Island, afloat on equivocation,

 

Or safely grounded there, the tide

Either coming or going around it, the road

 

Snaking towards it, narrow, human.

 

Fade up seals, low Hooooo.

 

You reach the Danger sign, and stop.

You want it, that Island, stretched out like a ship

 

Ashore on its saltings, adrift in a sea

So blue and endless, you’d think the sky

 

Had swallowed it up, or else had fallen

Smack down into its own reflection.

 

Out from the causeway, over the sand,

Guideposts narrow towards the Island,

 

The mirror-image of their own

Vanishing – an invitation.

 

The Slakes answer the sky’s question:                   

 

Blue?

Blue.

Now, will you

 

Step out into an unknown element?

 

 

Tick tock, tick tock,                                         Cobwebs doon the lonnen,

Hurryin’, scurryin’,

High wetter, low wetter,                                         Blue lowes i’ the fire,

Spring come early,

Hour-glass, weather-glass,                            Black scum on the wetter,

Berrellin’, derrellin’,

Tick tock, tick tock,                                                Better watch the tide.

Time runnin’oot.

 

 

Tentative, the tide, a feather,

Brushes the tarmac, skimming over,

 

Again, another – films of water

Lapping, crossing, catching hold,

 

Fizzing, creeping up the road,

An edge of paper, smouldering.

 

Ten minutes is all it takes.

 

Then, in the distance, the uncertain

Rattle of a motor. Idle,

Hesitating…

 

 

Creeping, seeping,

Icy, salty,

Softly, slowly,

Tortuous, sinuous,

 

Winding, twining,

Bitter, briny,

Seeping, creeping,

Infiltrating,

 

Steeping and

Insinuating,

Drenching, drowning,

Inundating.

 

Undercurrents. Tide-rips. Sudden

Snatching torrents.
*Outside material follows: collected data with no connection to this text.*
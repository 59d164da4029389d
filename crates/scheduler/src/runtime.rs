//! Scheduler state owned behind a single lock.
//!
//! Every transition happens here, synchronously, and pushes its progress
//! event onto the event channel while the lock is held, so the order events
//! reach the reporter is the order transitions happened.

use std::collections::HashMap;
use std::sync::atomic::{AtomicBool, Ordering};
use std::sync::Arc;
use std::time::Duration;

use chrono::{DateTime, Utc};
use rpa_core_types::{EnvironmentId, ErrorInfo, FlowId, TaskId, TaskStatus};
use rpa_flow::{ExecutionState, FlowCatalog, StepLog};
use rpa_progress::{EventKind, ProgressEvent};
use tokio::sync::{mpsc, oneshot};
use tokio::time::Instant;
use tokio_util::sync::CancellationToken;
use tracing::{debug, info, warn};

use crate::error::SchedulerError;
use crate::metrics;
use crate::model::{AttemptRecord, SchedulerStats, Task, TaskRecord};
use crate::queue::{QueueEntry, ReadyQueue};
use crate::retry::{decide, seed_for, RetryPolicy, RetryVerdict};

pub(crate) enum PumpMsg {
    Event(ProgressEvent),
    Flush(oneshot::Sender<()>),
}

/// Flags a running attempt polls between steps.
#[derive(Clone, Debug, Default)]
pub(crate) struct AttemptControl {
    pub cancel: CancellationToken,
    pause: Arc<AtomicBool>,
}

impl AttemptControl {
    pub fn pause_requested(&self) -> bool {
        self.pause.load(Ordering::Acquire)
    }

    fn set_pause(&self, value: bool) {
        self.pause.store(value, Ordering::Release);
    }
}

struct TaskSlot {
    task: Task,
    seq: u64,
    event_seq: u64,
    control: Option<AttemptControl>,
}

/// Work handed from the dispatcher to a worker.
#[derive(Debug)]
pub(crate) struct Dispatch {
    pub task: TaskId,
    pub flow: FlowId,
    pub environment: EnvironmentId,
    pub execution: ExecutionState,
    pub started_at: DateTime<Utc>,
    pub control: AttemptControl,
}

#[derive(Debug)]
pub(crate) enum AttemptOutcome {
    Completed(ExecutionState),
    Failed { state: ExecutionState, error: ErrorInfo },
    Cancelled(ExecutionState),
    Paused(ExecutionState),
}

pub(crate) enum Pick {
    Dispatch(Dispatch),
    Idle { wake_at: Option<Instant> },
}

/// Converts a wall-clock schedule time into a queue instant; past times are
/// ready immediately.
pub(crate) fn instant_for(at: DateTime<Utc>) -> Option<Instant> {
    (at - Utc::now()).to_std().ok().map(|delay| Instant::now() + delay)
}

fn emit(
    events: &mpsc::UnboundedSender<PumpMsg>,
    slot: &mut TaskSlot,
    kind: EventKind,
    message: Option<String>,
    error: Option<ErrorInfo>,
) {
    slot.event_seq += 1;
    let task = &slot.task;
    let mut event = ProgressEvent::new(task.id.clone(), slot.event_seq, kind, task.status, task.progress)
        .with_node(task.current_node().cloned())
        .with_error(error);
    if let Some(message) = message {
        event = event.with_message(message);
    }
    if events.send(PumpMsg::Event(event)).is_err() {
        debug!(target: "scheduler", task_id = %task.id, "progress channel closed");
    }
}

pub(crate) struct SchedulerState {
    tasks: HashMap<TaskId, TaskSlot>,
    queue: ReadyQueue,
    /// Environments bound to a dispatched task
    claimed: HashMap<EnvironmentId, TaskId>,
    flow_running: HashMap<FlowId, usize>,
    running: usize,
    next_seq: u64,
    shutting_down: bool,
    log_capacity: usize,
    events: mpsc::UnboundedSender<PumpMsg>,
}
The road hidden

 

And, before you,

A small white shed on stilts.

A stairway.

A door.

 

H Is 25

 

II

As if one world was not enough.

As if

 

Sanctuary was always further off,

And even the Island was not sure, or safe,

 

Beyond the shore, beneath the church, another.

 

Timeless.

 

Its clock

Ticks round in neaps, springs, weather, moons,

The flocks

 

That pause here in their tides, migrant between

One elsewhere and another. Small birds, knots,

 

Settle and unsettle,

Swerve and fall

 

Together, purposeful

As one heart, one

 

Single indrawn

Exhaled breath;

 

One truth.

 

Flickering within it,

Countless convergent

 

Streams, flights, currents

Fasten and unfasten –

 

Uncertainty, evasion,

The soft equivocation

 

Of mist, or rain.

 

H Is 10

 

III

At Green Shiel, the sun beats down

On the shapes of deserted houses,

 

On willow bush and fireweed

And the white grass of Parnassus,

 

On stones of byre and bedroom,

Hearths, hidden in bent grass.

 

A doorway, a threshold, a beginning.

Here, snail and bunting

 

Have made their shelter. Peace

Is life, continuing

 

Oblivious, without us –

Our better selves, our children –

 

Here, in this hollow of ruins.

 

132_3261

 

IV

A burst of rapid chatter from the nest.

Into the shadowed

Dark and tarry upturned boat-shed flits

A swallow.

 

Last month it was safe in the egg,

The egg secure in the nest,

The nest shrugged tight in the scarphed oak frames

Of the upturned wreck,

 

Its planks stiffened with sailcloth

And its sails with tar;

And heaped inside from gunwale to keel,

Anchors, rope, oars –

 

Woodworm and rust.

All the Island possessed.

 

Then out of the white egg, out

Of the nest, the cupped hands

Of the boat, beached, never to sail again,

Into the sun

 

And the wind’s currents

Bursts – a bullet,

The blue of Africa on its wings,

In its bandit’s mask, a red flash of desert,

 

Already burning in its skull,

A spelk of magnet.

 

H Is 15

 

V

Slanting over the Sneuk, over

Goswick, that sky-writing, ominous, ancient

Far-away, frightening, almost

 

Legible. Whose hand, whose voice

Whispers over vast distances, ice

 

Creaking in it, snow?

 

No one. But for miles at the tide’s edge, geese –

Dark straggles of them, raise

 

Oaths, hymns, gutturals; and Fenham,

Stirring in its sleep,

 

In its own rank, spicy smells, its dribbles,

Its ooze, its salt-juices, its tidal creaks,

 

Opens itself to the sky, to the world, absorbs

Streams, strings of cells pouring

 

Down from nowhere into one dark body –

A rabble, a squabble, a whole hullabaloo

Trying to make sense of its singleness, an orchestra

 

Tuning its thousand primitive instruments,

Half bagpipe, half trumpet.

 

Refuge Box 9

 

VI 

Curlew, godwit,                                                     Creeping, seeping,

Lapwing, plover,                                                                Icy, salty,

On the run                                                                   Softly, slowly,

Before the weather,                                             Tortuous, sinuous,

 

Brent goose, white wing,                                      Winding, twining,

Migrant, vagrant,                                                         Bitter, briny,

Bird of passage,                                                     Seeping, creeping,

Traveller, emigrant,                                                       Infiltrating,

 

Pilgrim, refugee,                                                          Steeping and

Believer,                                                                          Insinuating,

Fugitive,                                                         Drenching, drowning,

Asylum-seeker.                                                               Inundating.

 

 

The wind dies down. The tide advances. All is still.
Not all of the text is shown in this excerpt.